We woke to a winter wonderland today. Perhaps you did too. So beautiful.
The waiting room story I’m posting today is not included in the collection for Ascension, because I just wrote it. This story is longer than my usual posts.
I’ll call it Postcard. Karis turned 18 while we were at Riley.
“Why doesn’t she attend university here in São Paulo?” our Brazilian friends asked.
“There’s no way to keep her safe,” I had realized, as we brainstormed options. USP—the world class University of São Paulo which would be her first choice was, depending on traffic, forty minutes to twice that from our house. Longer, of course, by city bus. Mackenzie, her second choice, was even farther.
That doesn’t sound so bad, right? Except that Karis’s health was precarious. She could go into crisis and pass out from dehydration within a couple of hours. And these were not residential campuses. How could she manage to cross the city on her own twice a day, using a significant portion of her limited energy just to do that?
“Well, she could live in a cooperativo near campus,” our friends thought. These were houses or apartments rented by groups of students from out of town.
“We’ve considered that.

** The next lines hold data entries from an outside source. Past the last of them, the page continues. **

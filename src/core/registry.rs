//! Sourcing registry - the BOM part list and each part's sourcing options
//!
//! Parts live in a single arena keyed by [`MaterialId`]. Sub-assemblies are
//! recorded as id references (parent and children lists) instead of owned
//! nested values, so any part can be found or mutated in O(1) by id.
//!
//! Writes addressed to an unknown id are silent no-ops: callers only pass ids
//! they obtained from a previous read.

use std::collections::HashMap;

use tracing::{debug, trace, warn};

use crate::core::identity::MaterialId;
use crate::entities::material::{BomNode, MakeBuy, Material, NewMaterial, ProcessSourcing};

#[derive(Debug, Clone)]
struct Node {
    name: String,
    qty: f64,
    make_buy: Option<MakeBuy>,
    sourcing: Vec<ProcessSourcing>,
    parent: Option<MaterialId>,
    children: Vec<MaterialId>,
}

/// Borrowed view of one part, yielded by [`SourcingRegistry::iter`]
#[derive(Debug, Clone, Copy)]
pub struct MaterialRef<'a> {
    pub id: &'a MaterialId,
    pub name: &'a str,
    pub qty: f64,
    pub make_buy: Option<MakeBuy>,
    pub sourcing: &'a [ProcessSourcing],
    pub parent: Option<&'a MaterialId>,
    /// Nesting depth, 0 for top-level parts
    pub depth: usize,
}

impl<'a> MaterialRef<'a> {
    /// All (process, supplier) pairs this part can be sourced through
    pub fn sourcing_pairs(&self) -> impl Iterator<Item = (&'a str, &'a str)> {
        self.sourcing.iter().flat_map(|p| {
            p.suppliers
                .iter()
                .map(move |s| (p.process_type.as_str(), s.as_str()))
        })
    }
}

/// Owner of all BOM parts
#[derive(Debug, Clone, Default)]
pub struct SourcingRegistry {
    nodes: HashMap<MaterialId, Node>,
    /// Top-level parts in insertion order
    roots: Vec<MaterialId>,
}

impl SourcingRegistry {
    /// Create an empty registry
    pub fn new() -> Self {
        Self::default()
    }

    /// Create a registry pre-populated with the given parts
    pub fn with_materials(materials: impl IntoIterator<Item = NewMaterial>) -> Self {
        let mut registry = Self::new();
        for material in materials {
            registry.add_material(material);
        }
        registry
    }

    /// Append a top-level part and return its id
    pub fn add_material(&mut self, material: NewMaterial) -> MaterialId {
        let id = self.insert_node(material, None);
        self.roots.push(id.clone());
        id
    }

    /// Append a part under an existing part. Returns `None` if the parent is unknown.
    pub fn add_child(&mut self, parent: &MaterialId, material: NewMaterial) -> Option<MaterialId> {
        if !self.nodes.contains_key(parent) {
            debug!(parent = %parent, "add_child: unknown parent, ignoring");
            return None;
        }
        let id = self.insert_node(material, Some(parent.clone()));
        if let Some(node) = self.nodes.get_mut(parent) {
            node.children.push(id.clone());
        }
        Some(id)
    }

    fn insert_node(&mut self, material: NewMaterial, parent: Option<MaterialId>) -> MaterialId {
        let id = match material.id {
            Some(id) if !self.nodes.contains_key(&id) => id,
            Some(id) => {
                warn!(id = %id, "material id already in use, generating a new one");
                self.fresh_id()
            }
            None => self.fresh_id(),
        };

        debug!(id = %id, name = %material.name, "adding material");
        self.nodes.insert(
            id.clone(),
            Node {
                name: material.name,
                qty: material.qty,
                make_buy: material.make_buy,
                sourcing: Vec::new(),
                parent,
                children: Vec::new(),
            },
        );

        for process in material.sourcing {
            for supplier in &process.suppliers {
                self.add_supplier_to_process(&id, &process.process_type, supplier);
            }
        }
        for child in material.children {
            let child_id = self.insert_node(child, Some(id.clone()));
            if let Some(node) = self.nodes.get_mut(&id) {
                node.children.push(child_id);
            }
        }

        id
    }

    fn fresh_id(&self) -> MaterialId {
        loop {
            let id = MaterialId::generate();
            if !self.nodes.contains_key(&id) {
                return id;
            }
        }
    }

    /// Remove a part and its whole sub-assembly. Unknown ids are ignored.
    pub fn delete_material(&mut self, id: &MaterialId) {
        let Some(node) = self.nodes.get(id) else {
            debug!(id = %id, "delete_material: unknown id, ignoring");
            return;
        };

        match node.parent.clone() {
            Some(parent) => {
                if let Some(parent_node) = self.nodes.get_mut(&parent) {
                    parent_node.children.retain(|c| c != id);
                }
            }
            None => self.roots.retain(|r| r != id),
        }

        let mut stack = vec![id.clone()];
        while let Some(current) = stack.pop() {
            if let Some(removed) = self.nodes.remove(&current) {
                trace!(id = %current, name = %removed.name, "removed material");
                stack.extend(removed.children);
            }
        }
    }

    /// Record that `supplier` can run `process_type` for a part
    ///
    /// Creates the process entry on first use. Adding a supplier that is
    /// already listed changes nothing.
    pub fn add_supplier_to_process(&mut self, id: &MaterialId, process_type: &str, supplier: &str) {
        let Some(node) = self.nodes.get_mut(id) else {
            debug!(id = %id, "add_supplier_to_process: unknown id, ignoring");
            return;
        };

        let index = match node
            .sourcing
            .iter()
            .position(|p| p.process_type == process_type)
        {
            Some(index) => index,
            None => {
                node.sourcing.push(ProcessSourcing::new(process_type));
                node.sourcing.len() - 1
            }
        };

        if node.sourcing[index].add_supplier(supplier) {
            debug!(id = %id, process = process_type, supplier, "added supplier");
        }
    }

    /// Drop a supplier from a process; the process goes away with its last supplier
    pub fn remove_supplier_from_process(
        &mut self,
        id: &MaterialId,
        process_type: &str,
        supplier: &str,
    ) {
        let Some(node) = self.nodes.get_mut(id) else {
            return;
        };
        let Some(index) = node
            .sourcing
            .iter()
            .position(|p| p.process_type == process_type)
        else {
            return;
        };

        node.sourcing[index].suppliers.retain(|s| s != supplier);
        if node.sourcing[index].suppliers.is_empty() {
            node.sourcing.remove(index);
        }
    }

    /// Update a part's quantity in place
    pub fn set_qty(&mut self, id: &MaterialId, qty: f64) {
        if let Some(node) = self.nodes.get_mut(id) {
            node.qty = qty;
        }
    }

    /// Update a part's make/buy decision in place
    pub fn set_make_buy(&mut self, id: &MaterialId, make_buy: Option<MakeBuy>) {
        if let Some(node) = self.nodes.get_mut(id) {
            node.make_buy = make_buy;
        }
    }

    /// Snapshot of one part including its sub-assembly
    pub fn get(&self, id: &MaterialId) -> Option<Material> {
        let node = self.nodes.get(id)?;
        Some(Material {
            id: id.clone(),
            name: node.name.clone(),
            qty: node.qty,
            make_buy: node.make_buy,
            sourcing: node.sourcing.clone(),
            children: node
                .children
                .iter()
                .filter_map(|child| self.get(child))
                .collect(),
        })
    }

    /// Snapshot of the whole BOM, top-level parts in insertion order
    pub fn materials(&self) -> Vec<Material> {
        self.roots.iter().filter_map(|id| self.get(id)).collect()
    }

    /// All parts, depth-first in BOM order
    pub fn iter(&self) -> impl Iterator<Item = MaterialRef<'_>> + '_ {
        let mut stack: Vec<(&MaterialId, usize)> =
            self.roots.iter().rev().map(|id| (id, 0)).collect();
        std::iter::from_fn(move || {
            let (id, depth) = stack.pop()?;
            let node = &self.nodes[id];
            stack.extend(node.children.iter().rev().map(|c| (c, depth + 1)));
            Some(MaterialRef {
                id,
                name: &node.name,
                qty: node.qty,
                make_buy: node.make_buy,
                sourcing: &node.sourcing,
                parent: node.parent.as_ref(),
                depth,
            })
        })
    }

    /// Parts with the given name, anywhere in the tree
    pub fn find_by_name<'a>(&'a self, name: &'a str) -> impl Iterator<Item = MaterialRef<'a>> + 'a {
        self.iter().filter(move |m| m.name == name)
    }

    /// BOM tree for display
    pub fn bom_tree(&self) -> Vec<BomNode> {
        fn build(registry: &SourcingRegistry, id: &MaterialId) -> Option<BomNode> {
            let node = registry.nodes.get(id)?;
            Some(BomNode {
                label: node.name.clone(),
                key: id.to_string(),
                qty: node.qty,
                children: node
                    .children
                    .iter()
                    .filter_map(|c| build(registry, c))
                    .collect(),
            })
        }
        self.roots.iter().filter_map(|id| build(self, id)).collect()
    }

    pub fn contains(&self, id: &MaterialId) -> bool {
        self.nodes.contains_key(id)
    }

    /// Number of parts, including sub-assembly parts
    pub fn len(&self) -> usize {
        self.nodes.len()
    }

    pub fn is_empty(&self) -> bool {
        self.nodes.is_empty()
    }
}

But university students aren’t known for order and cleanliness. Karis has a central line; she’s on TPN,” we tried to explain. “She’s fed through a catheter directly into her bloodstream. An infection could kill her, like, really fast. How could she get emergency medical treatment quickly enough if she needed it? The home health agency would absolutely not approve her living in a cooperativo.”
“But we don’t understand how you think she would be safer in the United States, a continent away from you.”
“I know. That may not be possible either. But Karis wants it enough that we have to try.”
Thus, fall semester of her senior year of high school, Karis and I flew from São Paulo to New York to tour the universities that interested her: Yale, of course—her brother’s school. Brown. Swarthmore. Princeton. Columbia. Surely these uber-endowed universities would have a workable solution for her.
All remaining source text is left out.